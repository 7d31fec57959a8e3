//! Error types for memvault-search.

use thiserror::Error;

/// Error type for vector index operations.
#[derive(Debug, Error)]
pub enum Error {
    /// Bad input shape; fatal to the call, never retried
    #[error("validation error: {0}")]
    Validation(String),

    /// Index corruption or internal invariant violation
    #[error("index error: {0}")]
    Index(String),

    /// Search failed (typically: no index exists for the user)
    #[error("search error: {0}")]
    Search(String),

    /// Persistence failure
    #[error("storage error: {0}")]
    Storage(#[from] memvault_store::Error),

    /// Embedding provider failure
    #[error("embedding error: {0}")]
    Embedding(#[from] memvault_embed::Error),

    /// Serialization error
    #[error("serialization error: {0}")]
    Serialization(#[from] serde_json::Error),

    /// Scratch-file I/O during snapshot (de)serialization
    #[error("io error: {0}")]
    Io(#[from] std::io::Error),

    /// Deadline expired
    #[error("timeout after {0}ms")]
    Timeout(u64),
}

/// Convenience Result type.
pub type Result<T> = std::result::Result<T, Error>;
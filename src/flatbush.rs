//! ## Flatbush — a static, Hilbert-packed R-tree
//!
//! Built once from a known number of rectangles: `insert` every item, then
//! `build`. The packed layout sits in flat parallel arrays rather than a
//! pointer-linked node graph, so a built Flatbush fits cache lines far better
//! than [`crate::rbush::RBush`] for read-heavy, static workloads (§4.8).

use crate::envelope::Envelope;
use crate::error::RBushError;
use tracing::{debug, info};

const DEFAULT_NODE_SIZE: usize = 16;
const MIN_NODE_SIZE: usize = 2;
const MAX_NODE_SIZE: usize = 65535;

#[derive(Debug, Clone, Copy, PartialEq, Eq)]
enum State {
    Filling,
    Built,
}

/// A static R-tree over a fixed number of rectangles, packed by Hilbert
/// curve order. Construct with [`Flatbush::new`], `insert` exactly
/// `num_items` entries, then call `build` (or simply `query`, which builds
/// implicitly).
#[derive(Debug)]
pub struct Flatbush<T> {
    num_items: usize,
    node_size: usize,
    level_bounds: Vec<usize>,
    boxes: Vec<Envelope>,
    indices: Vec<usize>,
    items: Vec<Option<T>>,
    bounds: Envelope,
    state: State,
}

impl<T> Flatbush<T> {
    /// Creates a Flatbush declared to hold exactly `num_items` rectangles,
    /// using the default node size of 16.
    pub fn new(num_items: usize) -> Result<Self, RBushError> {
        Self::with_node_size(num_items, DEFAULT_NODE_SIZE)
    }

    /// Creates a Flatbush with an explicit node size, clamped to `[2, 65535]`.
    ///
    /// # Errors
    ///
    /// Returns [`RBushError::InvalidItemCount`] if `num_items == 0`.
    pub fn with_node_size(num_items: usize, node_size: usize) -> Result<Self, RBushError> {
        if num_items == 0 {
            return Err(RBushError::InvalidItemCount { num_items });
        }
        let node_size = node_size.clamp(MIN_NODE_SIZE, MAX_NODE_SIZE);

        // Do-while by construction: every tree, even a single item, gets at
        // least one level above the leaves (a root entry spanning them all).
        let mut n = num_items;
        let mut total = n;
        let mut level_bounds = vec![total];
        loop {
            n = (n + node_size - 1) / node_size;
            total += n;
            level_bounds.push(total);
            if n == 1 {
                break;
            }
        }

        info!(
            "creating Flatbush for {} items, node_size={}, total capacity={}",
            num_items, node_size, total
        );

        Ok(Flatbush {
            num_items,
            node_size,
            level_bounds,
            boxes: Vec::with_capacity(total),
            indices: Vec::with_capacity(total),
            items: Vec::with_capacity(num_items),
            bounds: Envelope::empty(),
            state: State::Filling,
        })
    }

    /// Declared item capacity.
    pub fn num_items(&self) -> usize {
        self.num_items
    }

    /// Current item count (O(1): just the length of the filled prefix).
    pub fn count(&self) -> usize {
        self.items.len()
    }

    pub fn is_empty(&self) -> bool {
        self.items.is_empty()
    }

    /// Appends one `(envelope, item)` pair.
    ///
    /// # Errors
    ///
    /// Returns [`RBushError::CapacityExceeded`] if already holding
    /// `num_items` entries, regardless of build state.
    pub fn insert(&mut self, bounds: Envelope, item: T) -> Result<(), RBushError> {
        if self.items.len() >= self.num_items {
            return Err(RBushError::CapacityExceeded {
                num_items: self.num_items,
            });
        }
        debug!("flatbush insert #{}: {:?}", self.items.len(), bounds);
        let index = self.items.len();
        self.boxes.push(bounds);
        self.indices.push(index);
        self.items.push(Some(item));
        self.bounds.expand_to_include(&bounds);
        Ok(())
    }

    /// Packs all inserted items into the flat Hilbert-sorted layout.
    ///
    /// Idempotent once built. Implicitly called by `query` if not yet built.
    ///
    /// # Errors
    ///
    /// Returns [`RBushError::BuildIncomplete`] if fewer than `num_items`
    /// entries have been inserted.
    pub fn build(&mut self) -> Result<(), RBushError> {
        if self.state == State::Built {
            return Ok(());
        }
        if self.items.len() != self.num_items {
            return Err(RBushError::BuildIncomplete {
                inserted: self.items.len(),
                expected: self.num_items,
            });
        }

        info!("building Flatbush over {} items", self.num_items);

        let hilbert_values: Vec<u32> = self
            .boxes
            .iter()
            .map(|b| hilbert_value_of(b, &self.bounds))
            .collect();

        let mut order: Vec<usize> = (0..self.num_items).collect();
        order.sort_by_key(|&i| hilbert_values[i]);

        let sorted_boxes: Vec<Envelope> = order.iter().map(|&i| self.boxes[i]).collect();
        let sorted_indices: Vec<usize> = order.iter().map(|&i| self.indices[i]).collect();
        let mut sorted_items: Vec<Option<T>> = Vec::with_capacity(self.num_items);
        for &i in &order {
            sorted_items.push(self.items[i].take());
        }
        self.boxes = sorted_boxes;
        self.indices = sorted_indices;
        self.items = sorted_items;

        let mut pos = 0;
        for level in 0..self.level_bounds.len() - 1 {
            let level_end = self.level_bounds[level];
            while pos < level_end {
                let node_start = pos;
                let node_end = (pos + self.node_size).min(level_end);
                let mut node_bounds = Envelope::empty();
                for i in node_start..node_end {
                    node_bounds.expand_to_include(&self.boxes[i]);
                }
                self.boxes.push(node_bounds);
                self.indices.push(node_start);
                pos = node_end;
            }
        }

        debug!(
            "flatbush build complete: {} total entries across {} levels",
            self.boxes.len(),
            self.level_bounds.len()
        );
        self.state = State::Built;
        Ok(())
    }

    /// Always returns `false`: Flatbush has no removal. Present to satisfy
    /// the common external interface shape both indexes share.
    pub fn remove(&mut self, _bounds: &Envelope, _item: &T) -> bool {
        false
    }

    /// All payloads whose envelope intersects `search`, building implicitly
    /// if needed.
    pub fn query(&mut self, search: &Envelope) -> Vec<&T> {
        let mut result = Vec::new();
        self.query_visitor(search, |item| result.push(item));
        result
    }

    /// Streaming variant of [`Flatbush::query`]: `visit` is called exactly
    /// once per matching payload, in Hilbert-packed traversal order.
    pub fn query_visitor<'a, F: FnMut(&'a T)>(&'a mut self, search: &Envelope, mut visit: F) {
        if self.state != State::Built {
            // `build` only errors when the caller under-filled the declared
            // capacity; an implicit build at query time can't recover from
            // that, so the query simply sees nothing yet.
            if self.build().is_err() {
                return;
            }
        }
        self.query_visitor_built(search, &mut visit);
    }

    fn query_visitor_built<'a, F: FnMut(&'a T)>(&'a self, search: &Envelope, visit: &mut F) {
        if self.boxes.is_empty() || search.is_empty() || !search.intersects(&self.bounds) {
            return;
        }
        let top_level = self.level_bounds.len() - 1;
        // The top level always has exactly one entry (the root), which sits
        // at the end of the array, right after the level below it ends.
        let mut stack = vec![(self.level_bounds[top_level - 1], top_level)];

        while let Some((node_index, level)) = stack.pop() {
            let level_bound = self.level_bounds[level];
            let end = (node_index + self.node_size).min(level_bound);

            for pos in node_index..end {
                if !search.intersects(&self.boxes[pos]) {
                    continue;
                }
                if pos < self.num_items {
                    if let Some(item) = &self.items[pos] {
                        visit(item);
                    }
                } else {
                    stack.push((self.indices[pos], level - 1));
                }
            }
        }
    }
}

/// Maps an envelope's centre into 16-bit-per-axis coordinates relative to
/// `world` and computes its Hilbert curve value. Uses the unambiguous
/// `(centre - min) / extent` mapping on both axes (§4.8's note on the
/// original's asymmetric `x`-halving is not reproduced here).
fn hilbert_value_of(b: &Envelope, world: &Envelope) -> u32 {
    const HILBERT_MAX: f64 = 65535.0;
    let (cx, cy) = b.centre();

    let x = if world.width() > 0.0 {
        ((HILBERT_MAX * (cx - world.min_x) / world.width()).floor() as u32).min(65535)
    } else {
        0
    };
    let y = if world.height() > 0.0 {
        ((HILBERT_MAX * (cy - world.min_y) / world.height()).floor() as u32).min(65535)
    } else {
        0
    };

    hilbert_xy_to_index(x, y)
}

/// 16-bit (x, y) to Hilbert curve distance, following the classic
/// rotate-and-accumulate construction: at each bit level, fold the quadrant
/// into the running distance, then rotate/reflect the remaining coordinate
/// space so the next bit is evaluated in the child curve's own frame.
fn hilbert_xy_to_index(mut x: u32, mut y: u32) -> u32 {
    let mut rx;
    let mut ry;
    let mut d: u32 = 0;
    let mut s: u32 = 1 << 15;
    while s > 0 {
        rx = if (x & s) > 0 { 1 } else { 0 };
        ry = if (y & s) > 0 { 1 } else { 0 };
        d = d.wrapping_add(s.wrapping_mul(s).wrapping_mul((3 * rx) ^ ry));

        if ry == 0 {
            if rx == 1 {
                x = s.wrapping_sub(1).wrapping_sub(x);
                y = s.wrapping_sub(1).wrapping_sub(y);
            }
            std::mem::swap(&mut x, &mut y);
        }
        s >>= 1;
    }
    d
}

────

▶ PROBLEM
The string "root" appears on how many lines of the records? State the number alone.

▶ RESULT
2